Der Mann aus der Champions-League der Jazz-Pianisten könnte den Abend locker auch als Solist bestreiten, und er könnte das Trio mit dem feinfühligen, hellwachen Schlagzeuger Xaver Hellmeier und dem unaufdringlichen Virtuosen Milos Colovic am Bass einfach dominieren. Aber gerade das ist nicht der Fall. Die drei Jazzer formen sich zu einer starken, mit Witz und Raffinesse musizierenden Einheit. Sie stellen einen suggestiven, satten Sound in das Kellergewölbe.
Der Spiritus Rektor sitzt schon am Klavier, aber die beiden anderen arbeiten ihm nicht nur auf hohem Niveau irgendwie zu. Charakteristisch für das Claus Raible Trio ist, dass es nur selten eine Abfolge von jeweils mit kurzem Szenenapplaus belohnten Soloeinlagen gibt. Statt dessen ist der unverwechselbare Stil dieser Combo, auch wenn alle drei voll in die Saiten, Tasten oder Becken und Trommeln greifen, fast kammermusikalisch durchsichtig und von einer gemeinsamen musikalischen Vorstellung getragen.
Das ist Trio auf einem Niveau, das man nicht zu oft erleben kann. Der Schlagzeuger macht nicht nur den Rhythmus, sondern produziert auf seinem Instrument verblüffend melodische und harmonische Elemente. Der Pianist lässt zwischen seinen emotionalen Ausflügen in die komplette Harmonielehre urplötzlich rein perkussive Akzente hören, die man eher vom Schlagzeug erwartet. Und der famos intonierende Bassist steuert dazu improvisatorische Eskapaden bei, die den Gesamtsound immer wieder veredeln. Wenn man so will, denkt jeder in diesem Trio nicht nur den Part der anderen mit, sondern spielt im Grunde auf allen drei Instrumenten.

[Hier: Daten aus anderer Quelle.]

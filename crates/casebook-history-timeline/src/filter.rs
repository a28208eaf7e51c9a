//! Timeline filters.

use crate::{EntryCategory, TimelineEntry};
use serde::{Deserialize, Serialize};
use std::str::FromStr;
use strum::{Display, EnumIter, IntoEnumIterator};
use thiserror::Error;

/// Which entries a user wants to see.
#[derive(Debug, Clone, Copy, Default, PartialEq, Eq, Hash, Serialize, Deserialize)]
#[derive(Display, EnumIter)]
#[serde(rename_all = "lowercase")]
#[strum(serialize_all = "lowercase")]
pub enum TimelineFilter {
    /// Everything.
    #[default]
    All,
    /// Status transitions only.
    Status,
    /// Field edits only.
    Edit,
    /// Case views only.
    View,
}

/// An unrecognised filter name.
#[derive(Debug, Clone, PartialEq, Eq, Error)]
#[error("unknown timeline filter '{0}' (expected one of: all, status, edit, view)")]
pub struct FilterParseError(pub String);

impl TimelineFilter {
    /// All filters, in tab order.
    pub fn all() -> impl Iterator<Item = Self> {
        Self::iter()
    }

    /// Whether an entry of this category passes the filter.
    ///
    /// `create` and `unknown` entries pass only [`TimelineFilter::All`].
    pub fn matches(&self, category: EntryCategory) -> bool {
        match self {
            Self::All => true,
            Self::Status => category == EntryCategory::Status,
            Self::Edit => category == EntryCategory::Update,
            Self::View => category == EntryCategory::View,
        }
    }

    /// Keep only matching entries, preserving order.
    pub fn apply(&self, entries: Vec<TimelineEntry>) -> Vec<TimelineEntry> {
        if *self == Self::All {
            return entries;
        }
        entries
            .into_iter()
            .filter(|entry| self.matches(entry.category))
            .collect()
    }
}

impl FromStr for TimelineFilter {
    type Err = FilterParseError;

    fn from_str(s: &str) -> Result<Self, Self::Err> {
        let wanted = s.trim();
        Self::iter()
            .find(|filter| filter.to_string().eq_ignore_ascii_case(wanted))
            .ok_or_else(|| FilterParseError(s.to_string()))
    }
}
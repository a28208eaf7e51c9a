//! Error formatting for CLI output.

use std::error::Error;
use std::fmt::Write;

use crate::error::CliError;

/// Error output formatter
#[derive(Debug, Default)]
pub struct ErrorFormatter {
    verbose: bool,
}

impl ErrorFormatter {
    pub fn new() -> Self {
        Self::default()
    }

    pub fn verbose(mut self, verbose: bool) -> Self {
        self.verbose = verbose;
        self
    }

    /// Format an error to a string
    pub fn format(&self, error: &CliError) -> String {
        let mut output = String::new();

        let _ = writeln!(output, "error[{}]: {error}", error.code());

        if self.verbose {
            format_source_chain(&mut output, error);
        }

        if let Some(path) = error.path() {
            let _ = writeln!(output, "\n  path: {}", path.display());
        }

        if let Some(hint) = error.hint() {
            let _ = writeln!(output, "\nhint: {hint}");
        }

        output
    }

    /// Format as JSON
    pub fn format_json(&self, error: &CliError) -> String {
        let json = serde_json::json!({
            "error": {
                "code": error.code(),
                "message": error.to_string(),
                "hint": error.hint(),
            }
        });

        serde_json::to_string_pretty(&json).unwrap_or_else(|_| error.to_string())
    }
}

fn format_source_chain(output: &mut String, error: &CliError) {
    let Some(source) = error.source() else {
        return;
    };

    let _ = writeln!(output, "\ncaused by:");
    let _ = writeln!(output, "  {source}");

    let mut current = source.source();
    let mut depth = 1;
    while let Some(src) = current {
        let _ = writeln!(output, "  {depth}: {src}");
        current = src.source();
        depth += 1;
    }
}
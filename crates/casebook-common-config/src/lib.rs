//! Configuration for Casebook.
//!
//! Settings live in `.casebook/config.yaml` under the project directory.
//! Every section is optional and falls back to its defaults, and values may
//! reference environment variables as `${VAR}` or `${VAR:-default}`.

pub mod env;
pub mod loader;
pub mod types;

pub use env::*;
pub use loader::*;
pub use types::*;
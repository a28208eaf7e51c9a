//! The signed-in user.
//!
//! A [`Session`] is built from the bearer token handed out at login and is
//! passed explicitly to whatever needs to know who is acting.

mod role;
mod session;

pub use role::{Permission, Role};
pub use session::{Claims, Session, SessionError};
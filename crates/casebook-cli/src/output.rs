//! Output formatting utilities for CLI commands.

use serde::Serialize;
use std::io::Write;

use crate::cli::{CommandContext, OutputFormat};
use crate::error::CliError;

pub mod icons;

pub use icons::IconContext;

/// Trait for types that can be formatted for output
pub trait FormattedOutput {
    fn format_text(&self) -> String;

    fn format_json(&self) -> Result<String, serde_json::Error>
    where
        Self: Serialize,
    {
        serde_json::to_string_pretty(self)
    }
}

fn render<T>(format: OutputFormat, value: &T) -> Result<String, CliError>
where
    T: FormattedOutput + Serialize,
{
    match format {
        OutputFormat::Text => Ok(value.format_text()),
        OutputFormat::Json => value.format_json().map_err(|e| {
            CliError::Other(anyhow::anyhow!("JSON serialization failed: {e}"))
        }),
    }
}

/// Print formatted output to stdout
pub fn print_output<T>(ctx: &CommandContext, value: &T) -> Result<(), CliError>
where
    T: FormattedOutput + Serialize,
{
    write_output(ctx, value, std::io::stdout().lock())
}

/// Print formatted output to a writer
pub fn write_output<T, W>(ctx: &CommandContext, value: &T, mut writer: W) -> Result<(), CliError>
where
    T: FormattedOutput + Serialize,
    W: Write,
{
    let output = render(ctx.format, value)?;
    writeln!(writer, "{output}")?;
    Ok(())
}

/// Helper for simple string outputs
#[derive(Debug, Serialize)]
pub struct SimpleOutput {
    pub message: String,
}

impl SimpleOutput {
    pub fn new(message: impl Into<String>) -> Self {
        Self {
            message: message.into(),
        }
    }
}

impl FormattedOutput for SimpleOutput {
    fn format_text(&self) -> String {
        self.message.clone()
    }
}

#[cfg(test)]
mod tests {
    use super::*;
    use casebook_common_config::CasebookConfig;

    fn ctx(format: OutputFormat) -> CommandContext {
        CommandContext {
            config: CasebookConfig::default(),
            config_path: ".casebook/config.yaml".into(),
            format,
            verbose: 0,
        }
    }

    #[test]
    fn test_write_text_output() {
        let mut buf = Vec::new();
        write_output(&ctx(OutputFormat::Text), &SimpleOutput::new("done"), &mut buf).unwrap();
        assert_eq!(String::from_utf8(buf).unwrap(), "done\n");
    }

    #[test]
    fn test_write_json_output() {
        let mut buf = Vec::new();
        write_output(&ctx(OutputFormat::Json), &SimpleOutput::new("done"), &mut buf).unwrap();
        let value: serde_json::Value = serde_json::from_slice(&buf).unwrap();
        assert_eq!(value["message"], "done");
    }
}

Diese Art des Musizierens wird in Eigenkompositionen wie „Excenter“ oder „La villa orientale“ in einer frischen Leichtigkeit zelebriert. In anderen Stücken wie „Accellerando in blue“ kommt sie mit mehr Kraft und in einer gegen Ende überwältigenden Weise über die Rampe. Aber auch in solchen Momenten geht die Durchsichtigkeit nicht in der großen Emphase unter. Das alles ist harte, ehrliche Arbeit auf der Bühne, aber die Anstrengung ist nicht zu spüren. Aus solchem musikalischen Edelholz sind Konzerte geschnitzt, die im Gedächtnis bleiben.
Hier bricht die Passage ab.